Neutron diffraction study on the medium and short-range order of ternary chalcogenide glasses

• Published in: Journal of materials science Vol. 34; no. 15; pp. 3669 - 3676
• Main Authors: NEOV, S, GERASIMOVA, I, SKORDEVA, E, ARSOVA, D, PAMUKCHIEVA, V, MIKULA, P, LUKAS, P, SONNTAG, R
• Format: Journal Article
• Language: English
• Published: Heidelberg Springer 01.08.1999; Springer Nature B.V
• Subjects: Chalcogenides; Condensed matter: structure, mechanical and thermal properties; Crystals; Disordered solids; Distribution functions; Exact sciences and technology; Glasses; Materials science; Neutron diffraction; Neutron spectra; Neutrons; Physics; Pyramids; Radial distribution; Short range order; Structure of solids and liquids; crystallography; Tetrahedra; Order; Inorganic compounds; Arsenic sulfides; Neutron diffraction; Ternary compounds; Germanium sulfides; Experimental study; Germanium selenides; Chalcogenide glasses; Arsenic selenides; Antimony sulfides; Solid solutions; Short-range order; Chemical composition; Antimony selenides; Amorphous state structure
• ISSN: 0022-2461; 1573-4803
• DOI: 10.1023/A:1004699205414

Glasses from GexAs40−xS60, GexAs40−xSe60, GexSb40−xS60 and GexSb40−xSe60 families have been investigated by neutron diffraction.
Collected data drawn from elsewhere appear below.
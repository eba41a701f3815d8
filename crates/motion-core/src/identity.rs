//! Identity boundary: bearer credential in, owner id out

use crate::error::AuthError;
use async_trait::async_trait;
use motion_ledger::OwnerId;
use std::collections::HashMap;

/// Resolves credentials to owners
#[async_trait]
pub trait IdentityProvider: Send + Sync {
    /// Verify `token` and return its stable owner id
    async fn authenticate(&self, token: &str) -> Result<OwnerId, AuthError>;
}

/// Extract the token from an `Authorization: Bearer <token>` header value
///
/// # Errors
/// - `MissingCredential` for an absent or blank header
/// - `MalformedHeader` for any other scheme or an empty token
pub fn bearer_token(header: Option<&str>) -> Result<&str, AuthError> {
    let header = header.map(str::trim).filter(|h| !h.is_empty()).ok_or(AuthError::MissingCredential)?;
    let (scheme, token) = header.split_once(' ').ok_or(AuthError::MalformedHeader)?;
    if !scheme.eq_ignore_ascii_case("bearer") {
        return Err(AuthError::MalformedHeader);
    }
    let token = token.trim();
    if token.is_empty() {
        return Err(AuthError::MalformedHeader);
    }
    Ok(token)
}

/// Fixed token table, for development and tests
#[derive(Debug, Clone, Default)]
pub struct StaticTokenIdentity {
    tokens: HashMap<String, OwnerId>,
}

impl StaticTokenIdentity {
    /// Build from a token -> owner table
    ///
    /// # Errors
    /// Returns `InvalidOwner` if any owner id is malformed
    pub fn new(tokens: &HashMap<String, String>) -> Result<Self, AuthError> {
        let tokens = tokens
            .iter()
            .map(|(token, owner)| -> Result<_, AuthError> { Ok((token.clone(), OwnerId::parse(owner)?)) })
            .collect::<Result<HashMap<_, _>, _>>()?;
        Ok(Self { tokens })
    }

    #[must_use]
    pub fn with_token(mut self, token: impl Into<String>, owner_id: OwnerId) -> Self {
        self.tokens.insert(token.into(), owner_id);
        self
    }
}

#[async_trait]
impl IdentityProvider for StaticTokenIdentity {
    async fn authenticate(&self, token: &str) -> Result<OwnerId, AuthError> {
        self.tokens.get(token).cloned().ok_or(AuthError::InvalidCredential)
    }
}
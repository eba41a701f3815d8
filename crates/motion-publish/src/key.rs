//! Owner-namespaced object keys

use crate::error::PublishError;
use motion_ledger::{JobId, OwnerId};
use serde::{Deserialize, Serialize};
use std::fmt;
use std::path::Path;

/// Storage key `<owner_id>/<job_id>/<filename>`
#[derive(Debug, Clone, PartialEq, Eq, Hash, Serialize, Deserialize)]
pub struct ObjectKey(String);

impl ObjectKey {
    /// Build key for an artifact file name
    ///
    /// Characters outside `[A-Za-z0-9._-]` in the file name are replaced
    /// with `_`.
    ///
    /// # Errors
    /// Returns `InvalidKey` if the file name is empty or only dots
    pub fn new(owner_id: &OwnerId, job_id: &JobId, filename: &str) -> Result<Self, PublishError> {
        let clean: String = filename
            .chars()
            .map(|c| {
                if c.is_ascii_alphanumeric() || matches!(c, '.' | '_' | '-') {
                    c
                } else {
                    '_'
                }
            })
            .collect();
        if clean.trim_matches('.').is_empty() {
            return Err(PublishError::InvalidKey(format!("unusable file name {filename:?}")));
        }
        Ok(Self(format!("{owner_id}/{job_id}/{clean}")))
    }

    /// Key for a local artifact path
    ///
    /// # Errors
    /// Returns `InvalidKey` if the path has no file name
    pub fn for_artifact(owner_id: &OwnerId, job_id: &JobId, artifact: &Path) -> Result<Self, PublishError> {
        let name = artifact
            .file_name()
            .map(|n| n.to_string_lossy())
            .ok_or_else(|| PublishError::InvalidKey(format!("no file name in {}", artifact.display())))?;
        Self::new(owner_id, job_id, &name)
    }

    #[inline]
    #[must_use]
    pub fn as_str(&self) -> &str {
        &self.0
    }
}

impl fmt::Display for ObjectKey {
    fn fmt(&self, f: &mut fmt::Formatter<'_>) -> fmt::Result {
        f.write_str(&self.0)
    }
}

/// MIME type from the artifact extension
#[must_use]
pub fn content_type_for(path: &Path) -> &'static str {
    let ext = path
        .extension()
        .and_then(|e| e.to_str())
        .map(str::to_ascii_lowercase);
    match ext.as_deref() {
        Some("mp4") => "video/mp4",
        Some("webm") => "video/webm",
        Some("mov") => "video/quicktime",
        Some("gif") => "image/gif",
        Some("png") => "image/png",
        _ => "application/octet-stream",
    }
}

#[cfg(test)]
mod tests {
    use super::*;
    use pretty_assertions::assert_eq;

    fn ids() -> (OwnerId, JobId) {
        (OwnerId::parse("alice").unwrap(), JobId::parse("job1").unwrap())
    }

    #[test]
    fn key_is_owner_then_job() {
        let (owner, job) = ids();
        let key = ObjectKey::for_artifact(&owner, &job, Path::new("/ws/media/GeneratedScene.mp4")).unwrap();
        assert_eq!(key.as_str(), "alice/job1/GeneratedScene.mp4");
    }

    #[test]
    fn same_file_name_differs_per_owner() {
        let job = JobId::parse("job1").unwrap();
        let a = ObjectKey::new(&OwnerId::parse("alice").unwrap(), &job, "out.mp4").unwrap();
        let b = ObjectKey::new(&OwnerId::parse("bob").unwrap(), &job, "out.mp4").unwrap();
        assert_ne!(a, b);
    }

    #[test]
    fn file_name_is_sanitized() {
        let (owner, job) = ids();
        let key = ObjectKey::new(&owner, &job, "my scene?.mp4").unwrap();
        assert_eq!(key.as_str(), "alice/job1/my_scene_.mp4");
        assert!(ObjectKey::new(&owner, &job, "..").is_err());
        assert!(ObjectKey::new(&owner, &job, "").is_err());
    }

    #[test]
    fn content_types() {
        assert_eq!(content_type_for(Path::new("a.MP4")), "video/mp4");
        assert_eq!(content_type_for(Path::new("a.bin")), "application/octet-stream");
    }
}
//! Storage and publish errors

use std::path::PathBuf;

/// Object store failure
#[derive(Debug, thiserror::Error)]
pub enum StoreError {
    #[error("storage I/O error: {0}")]
    Io(#[from] std::io::Error),

    #[error("storage unreachable: {0}")]
    Transport(String),

    #[error("storage returned HTTP {status}: {body}")]
    Http { status: u16, body: String },

    #[error("storage configuration error: {0}")]
    Config(String),
}

/// Artifact publish failure
#[derive(Debug, thiserror::Error)]
pub enum PublishError {
    /// File disappeared between discovery and upload, even after one retry
    #[error("artifact vanished before upload: {}", path.display())]
    ArtifactMissing { path: PathBuf },

    #[error("failed to read artifact {}: {source}", path.display())]
    Read {
        path: PathBuf,
        #[source]
        source: std::io::Error,
    },

    #[error("invalid object key: {0}")]
    InvalidKey(String),

    #[error("upload failed: {0}")]
    Store(#[from] StoreError),
}

impl PublishError {
    /// Check if a later attempt may succeed
    #[must_use]
    pub fn is_retryable(&self) -> bool {
        match self {
            Self::Store(StoreError::Transport(_)) => true,
            Self::Store(StoreError::Http { status, .. }) => *status == 429 || *status >= 500,
            _ => false,
        }
    }
}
The well expressed “first sharp diffraction peak” of the neutron spectra at Q = 10–14 nm−1 has been explained by a pseudo-binary model of the structure of studied chalcogenide glasses. The amplitude of this interference maximum increases with Ge-content in all investigated samples. Experimental radial distribution functions show that the basic structural units, GeS(Se)4 tetrahedra and As(Sb)S3 or As(Sb)Se3 pyramids persist in glassy state for the whole range of studied compositions. Crystal-like model distribution functions have been used to describe the short-range order observed. A shortening of heteropolar bonds in S-containing glasses as well as an increase of heteropolar bonds length in Se-containing glasses has been found.